You'll find out if you try

http://www.gentoo.org/doc/en/handbook/handbook-x86.xml?part=1&chap=7

----------

## YsndHalf

Hi petterg,

many thanks for this guide, I've now reviewed all of the steps and my system is running OK and smoothly. A couple of times some frame of Squirrelmail has "dissappeared" (i.e. seeing just a blank frame), but after reloading the page that's OK.

Now I'm able to log in through squirrelmail (http/https), use IMAPS (yes, IMAPS not IMAP!   :Smile:  ), and manage "virtual" accounts with cgi-bin/qmailadmin. Sending+receiving is OK. Now I'll test the spam filtering.

I had many problems when receiving mail, but finally after deleting + creating again the domain (with vadddomain) everything is fine!

Thanks!

              Jordi    :Cool: 

----------

## ^and1

My installation is working fine. but there are some strange things with the smtp-auth and logging.

When i connect to the server with enabled tls, i saw 2 login tries, before i changed "--enable-logging=y" to "--enable-logging=p"

May 11 12:21:38 www vpopmail[12034]: vchkpw-smtp: password fail (pass: '2ceb63a29675b5b1bcd33b20a1db63ff') andi@xxx.yy:xx.xx.xx.xx

and the second one with AUTH PLAIN

I don't know from where fail comes, but the "AUTH PLAIN" login seems to work and i can send messages... can this mean, that tls isn't working, because the auth with the "not cleartext" password doesn't work?

Logging Problem:

Before I changed the logging configure, i had all successfull logins with plaintext password in de vlog table.
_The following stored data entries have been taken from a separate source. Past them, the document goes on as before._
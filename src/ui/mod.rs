pub mod character_creation;
pub mod character_select;
pub mod combat_scene;
pub mod game_screen;
pub mod shop_scene;
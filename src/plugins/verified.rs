//! Known-good plugin files, listed by file name and SHA-256.
//!
//! A plugin counts as verified only while its canonical file name is listed
//! and its current contents hash to the listed value. Editing a verified
//! plugin drops the mark; disabling it does not.

use serde::{Deserialize, Serialize};
use std::collections::BTreeMap;
use std::path::Path;

use super::fingerprint::Fingerprint;
use super::lifecycle::enabled_name;
use crate::error::Result;

/// File name to lowercase hex SHA-256
#[derive(Debug, Clone, Default, PartialEq, Eq, Serialize, Deserialize)]
#[serde(transparent)]
pub struct VerifiedHashes(BTreeMap<String, String>);

impl VerifiedHashes {
    pub fn new<N, H>(entries: impl IntoIterator<Item = (N, H)>) -> Self
    where
        N: Into<String>,
        H: Into<String>,
    {
        Self(
            entries
                .into_iter()
                .map(|(name, hash)| (name.into(), hash.into()))
                .collect(),
        )
    }

    #[must_use]
    pub fn is_empty(&self) -> bool {
        self.0.is_empty()
    }

    /// Listed hash for a canonical file name, ignoring case
    #[must_use]
    pub fn expected(&self, file_name: &str) -> Option<&str> {
        self.0
            .iter()
            .find(|(name, _)| name.eq_ignore_ascii_case(file_name))
            .map(|(_, hash)| hash.as_str())
    }

    /// Whether the plugin at `path` matches its listed hash. A disabled file
    /// is checked under its enabled name.
    ///
    /// # Errors
    /// Returns an error if a listed file cannot be read
    pub fn is_verified(&self, path: &Path) -> Result<bool> {
        let Some(name) = path.file_name().and_then(|n| n.to_str()) else {
            return Ok(false);
        };
        let canonical = enabled_name(name).unwrap_or(name);
        let Some(expected) = self.expected(canonical) else {
            return Ok(false);
        };

        let actual = Fingerprint::read(path)?.hash_hex();
        Ok(actual.eq_ignore_ascii_case(expected.trim()))
    }

    /// Verification mark for listings; unreadable files are left unmarked
    #[must_use]
    pub fn mark(&self, path: &Path) -> &'static str {
        if matches!(self.is_verified(path), Ok(true)) {
            " [verified]"
        } else {
            ""
        }
    }
}

#[cfg(test)]
mod tests {
    use super::*;
    use sha2::{Digest, Sha256};
    use std::fs;
    use tempfile::tempdir;

    const SOURCE: &str = "return nil";

    fn hash_of(source: &str) -> String {
        hex::encode(Sha256::digest(source.as_bytes()))
    }

    #[test]
    fn test_listed_file_with_matching_hash() {
        let dir = tempdir().unwrap();
        let path = dir.path().join("ping.lua");
        fs::write(&path, SOURCE).unwrap();

        let hashes = VerifiedHashes::new([("Ping.lua", hash_of(SOURCE).to_uppercase())]);
        assert!(hashes.is_verified(&path).unwrap());
        assert_eq!(hashes.mark(&path), " [verified]");
    }

    #[test]
    fn test_edited_file_loses_mark() {
        let dir = tempdir().unwrap();
        let path = dir.path().join("ping.lua");
        fs::write(&path, "return 1").unwrap();

        let hashes = VerifiedHashes::new([("ping.lua", hash_of(SOURCE))]);
        assert!(!hashes.is_verified(&path).unwrap());
        assert_eq!(hashes.mark(&path), "");
    }

    #[test]
    fn test_disabled_file_checked_under_enabled_name() {
        let dir = tempdir().unwrap();
        let path = dir.path().join("ping.lua.disabled");
        fs::write(&path, SOURCE).unwrap();

        let hashes = VerifiedHashes::new([("ping.lua", hash_of(SOURCE))]);
        assert!(hashes.is_verified(&path).unwrap());
    }

    #[test]
    fn test_unlisted_file_is_never_read() {
        let hashes = VerifiedHashes::new([("ping.lua", hash_of(SOURCE))]);
        assert!(!hashes.is_verified(Path::new("/nonexistent/pong.lua")).unwrap());
        assert!(hashes.is_verified(Path::new("/nonexistent/ping.lua")).is_err());
        assert_eq!(hashes.mark(Path::new("/nonexistent/ping.lua")), "");
    }

    #[test]
    fn test_yaml_is_a_plain_map() {
        let hashes: VerifiedHashes = serde_yaml::from_str("ping.lua: abc123\n").unwrap();
        assert_eq!(hashes.expected("PING.LUA"), Some("abc123"));
        assert!(VerifiedHashes::default().is_empty());
    }
}
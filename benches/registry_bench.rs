use criterion::{black_box, criterion_group, criterion_main, BenchmarkId, Criterion};
use std::path::Path;
use std::rc::Rc;
use std::time::SystemTime;

use crucible::plugins::fingerprint::Fingerprint;
use crucible::plugins::{Command, CommandInfo};
use crucible::registry::CommandRegistry;
use crucible::shell::Shell;

struct Noop(CommandInfo);

impl Command for Noop {
    fn info(&self) -> &CommandInfo {
        &self.0
    }

    fn execute(&self, _shell: &mut Shell, _args: &[String]) -> crucible::Result<()> {
        Ok(())
    }
}

fn registry_with(count: usize) -> CommandRegistry {
    let mut registry = CommandRegistry::new();
    for i in 0..count {
        let name = format!("cmd{i:05}");
        let alias = format!("c{i}");
        let info = CommandInfo::builtin(&name, "bench", &[alias.as_str()], None);
        // Names are never empty here
        let _ = registry.register(Rc::new(Noop(info)));
    }
    registry
}

/// Benchmark prefix suggestion as used by completion and ghost hints
fn bench_suggest_prefix(c: &mut Criterion) {
    let mut group = c.benchmark_group("suggest_prefix");

    for size in &[100, 1000, 10000] {
        let registry = registry_with(*size);
        group.bench_with_input(BenchmarkId::from_parameter(size), size, |b, _| {
            b.iter(|| registry.suggest_prefix(black_box("cmd001")));
        });
    }

    group.finish();
}

/// Benchmark content fingerprinting of plugin sources
fn bench_fingerprint(c: &mut Criterion) {
    let mut group = c.benchmark_group("fingerprint");
    let modified = SystemTime::now();

    for size in &[1024, 16384, 262_144] {
        group.bench_with_input(BenchmarkId::from_parameter(size), size, |b, &size| {
            let source = vec![b'x'; size];
            b.iter(|| Fingerprint::from_bytes(Path::new("plugin.lua"), black_box(&source), modified));
        });
    }

    group.finish();
}

criterion_group!(benches, bench_suggest_prefix, bench_fingerprint);
criterion_main!(benches);
use crossterm::style::Stylize;
use rustyline::completion::{Completer, Pair};
use rustyline::highlight::Highlighter;
use rustyline::hint::Hinter;
use rustyline::validate::Validator;
use rustyline::{Context, Helper};
use std::borrow::Cow;

use crate::registry::CommandRegistry;

/// Line editor helper: command completion, ghost hints and a green/red
/// leading token.
///
/// Holds a snapshot of the registry; call [`ShellHelper::refresh`] after
/// every dispatched line so reloads and alias changes show up.
pub struct ShellHelper {
    registry: CommandRegistry,
}

impl ShellHelper {
    #[must_use]
    pub fn new(registry: &CommandRegistry) -> Self {
        Self {
            registry: registry.clone(),
        }
    }

    pub fn refresh(&mut self, registry: &CommandRegistry) {
        self.registry = registry.clone();
    }
}

/// Byte range of the first word in `line`
fn first_word(line: &str) -> (usize, usize) {
    let start = line.len() - line.trim_start().len();
    let end = line[start..]
        .find(char::is_whitespace)
        .map_or(line.len(), |i| start + i);
    (start, end)
}

impl Completer for ShellHelper {
    type Candidate = Pair;

    fn complete(
        &self,
        line: &str,
        pos: usize,
        _ctx: &Context<'_>,
    ) -> rustyline::Result<(usize, Vec<Pair>)> {
        let (start, end) = first_word(line);
        // Only the command name is completed
        if pos < start || pos > end {
            return Ok((pos, Vec::new()));
        }

        let candidates = self
            .registry
            .suggest_prefix(&line[start..pos])
            .into_iter()
            .map(|key| Pair {
                display: key.clone(),
                replacement: key,
            })
            .collect();
        Ok((start, candidates))
    }
}

impl Hinter for ShellHelper {
    type Hint = String;

    fn hint(&self, line: &str, pos: usize, _ctx: &Context<'_>) -> Option<String> {
        if pos < line.len() {
            return None;
        }
        self.registry.ghost_suffix(line)
    }
}

impl Highlighter for ShellHelper {
    fn highlight<'l>(&self, line: &'l str, _pos: usize) -> Cow<'l, str> {
        let (start, end) = first_word(line);
        if start == end {
            return Cow::Borrowed(line);
        }

        let word = &line[start..end];
        let styled = if self.registry.resolve(word).is_some() {
            word.green()
        } else {
            word.red()
        };
        Cow::Owned(format!("{}{}{}", &line[..start], styled, &line[end..]))
    }

    fn highlight_hint<'h>(&self, hint: &'h str) -> Cow<'h, str> {
        Cow::Owned(hint.dark_grey().to_string())
    }

    fn highlight_char(&self, _line: &str, _pos: usize, _forced: bool) -> bool {
        // Validity can change with any keystroke
        true
    }
}

impl Validator for ShellHelper {}

impl Helper for ShellHelper {}
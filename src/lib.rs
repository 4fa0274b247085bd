//! Crucible - an interactive shell whose command set comes from Lua plugins
//!
//! Plugins are compiled on demand, cached across reloads while their content
//! fingerprint is unchanged, and registered next to the built-in commands.
//!
//! # Modules
//!
//! - [`plugins`]: Compilation, artifact cache, loader, lifecycle and scanner
//! - [`registry`]: Case-insensitive command registry and user aliases
//! - [`shell`]: The coordinating service object and built-in commands
//! - [`config`]: Configuration management and serialization
//! - [`terminal`]: Interactive line-editing loop
//! - [`ui`]: Line editor completion, hints and highlighting
//! - [`error`]: Library error type

pub mod config;
pub mod error;
pub mod plugins;
pub mod registry;
pub mod shell;
pub mod terminal;
pub mod ui;

pub use error::{Error, Result};
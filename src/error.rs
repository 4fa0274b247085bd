//! Error taxonomy for plugin loading, lifecycle, registry and scanning.

use std::path::PathBuf;

/// Result alias used throughout the library
pub type Result<T> = std::result::Result<T, Error>;

/// Errors surfaced by the plugin core and the built-in commands
#[derive(Debug, thiserror::Error)]
pub enum Error {
    /// Plugin source failed to parse, compile or satisfy the command contract
    #[error("failed to compile {}: {message}", path.display())]
    Compilation { path: PathBuf, message: String },

    /// A plugin raised an error while evaluating or executing
    #[error("command '{command}' failed: {message}")]
    Runtime { command: String, message: String },

    #[error("'{0}' was not found")]
    NotFound(String),

    #[error("unknown command '{name}'{}", suggestion.as_ref().map(|s| format!("; did you mean '{s}'?")).unwrap_or_default())]
    UnknownCommand {
        name: String,
        suggestion: Option<String>,
    },

    /// More than one extension file matches a name; nothing was changed
    #[error("multiple extensions match '{name}': {}; specify the file name", candidates.join(", "))]
    AmbiguousMatch {
        name: String,
        candidates: Vec<String>,
    },

    #[error("{} already exists", .0.display())]
    Conflict(PathBuf),

    #[error("cannot scan {}: {message}", path.display())]
    ScanParse { path: PathBuf, message: String },

    /// Registry misuse, e.g. a command without a name
    #[error("invalid command: {0}")]
    InvalidCommand(String),

    #[error("usage: {0}")]
    Usage(String),

    #[error(transparent)]
    Io(#[from] std::io::Error),

    #[error(transparent)]
    Json(#[from] serde_json::Error),

    #[error(transparent)]
    Yaml(#[from] serde_yaml::Error),
}

impl Error {
    /// True for failures raised by plugin code rather than by the host
    #[must_use]
    pub fn is_runtime_fault(&self) -> bool {
        matches!(self, Self::Runtime { .. })
    }
}

#[cfg(test)]
mod tests {
    use super::*;

    #[test]
    fn test_ambiguous_message_lists_candidates() {
        let err = Error::AmbiguousMatch {
            name: "foo".to_string(),
            candidates: vec!["foo.lua".to_string(), "foo.luam".to_string()],
        };
        let message = err.to_string();
        assert!(message.contains("foo.lua, foo.luam"));
        assert!(message.contains("specify the file name"));
    }

    #[test]
    fn test_runtime_fault_classification() {
        let runtime = Error::Runtime {
            command: "ping".to_string(),
            message: "boom".to_string(),
        };
        assert!(runtime.is_runtime_fault());
        assert!(!Error::NotFound("x".to_string()).is_runtime_fault());
    }
}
Is this correct?

----------

## YsndHalf

Hi all,

after installing my mail system (qmail+vpopmail+squirrelmail, as described in the howto) I got my system broken, so that I couldn't receive any mail. I had bounces with "Sorry, no such mailbox".

Fortunately I found the following topic, please check it for info. Summarising, /var/qmail/control/locals must be EMPTY (but it must exist).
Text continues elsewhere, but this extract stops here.